----- RECORDS FOR THIS EXERCISE -----

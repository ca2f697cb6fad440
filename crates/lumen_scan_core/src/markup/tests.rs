#![allow(clippy::unwrap_used, reason = "Tests can panic")]

use super::*;
use crate::Pattern;
use pretty_assertions::assert_eq;
use proptest::prelude::*;

// === Escaping ===

#[test]
fn escape_replaces_markup_chars() {
    assert_eq!(escape("a < b && c > d"), "a &lt; b &amp;&amp; c &gt; d");
    assert_eq!(escape("\"quotes\" stay"), "\"quotes\" stay");
}

#[test]
fn unescape_leaves_unknown_entities() {
    assert_eq!(unescape("&lt;&amp;lt;&quot;&"), "<&lt;&quot;&");
}

#[test]
fn escape_token_is_idempotent() {
    let t = escape_token(Token::new(None, "<"));
    assert_eq!(t.text, "&lt;");
    let t = escape_token(t);
    assert_eq!(t.text, "&lt;");
}

// === Tagging ===

#[test]
fn tag_block_single_line() {
    assert_eq!(tag_block(Kind::STRING, "'x'", true), "<STRING>'x'</STRING>");
}

#[test]
fn tag_block_splits_lines() {
    assert_eq!(
        tag_block(Kind::COMMENT, "/* a\nb */", true),
        "<COMMENT>/* a</COMMENT>\n<COMMENT>b */</COMMENT>"
    );
    assert_eq!(
        tag_block(Kind::COMMENT, "a\nb", false),
        "<COMMENT>a\nb</COMMENT>"
    );
}

#[test]
fn tag_matches_wraps_each_match() {
    let p = Pattern::new(r"\bTODO\b").unwrap();
    assert_eq!(
        tag_matches(&p, "// TODO: x TODO", Kind::COMMENT_NOTE),
        "// <COMMENT_NOTE>TODO</COMMENT_NOTE>: x <COMMENT_NOTE>TODO</COMMENT_NOTE>"
    );
}

// === Stripping ===

#[test]
fn strip_recovers_raw_text() {
    let markup = "<KEYWORD>if</KEYWORD> (a &lt; b) <STRING>\"&amp;\"</STRING>";
    assert_eq!(strip(markup), "if (a < b) \"&\"");
}

proptest! {
    #[test]
    fn strip_inverts_tagged_escape(text in "\\PC{0,40}") {
        let tagged = tag_block(Kind::STRING, &escape(&text), true);
        prop_assert_eq!(strip(&tagged), text);
    }
}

-----

EXERCISE DIRECTIONS: Please copy out each line of the material that holds the string "Pattern".

ANSWER BOX:
use crate::Pattern;
    let p = Pattern::new(r"\bTODO\b").unwrap();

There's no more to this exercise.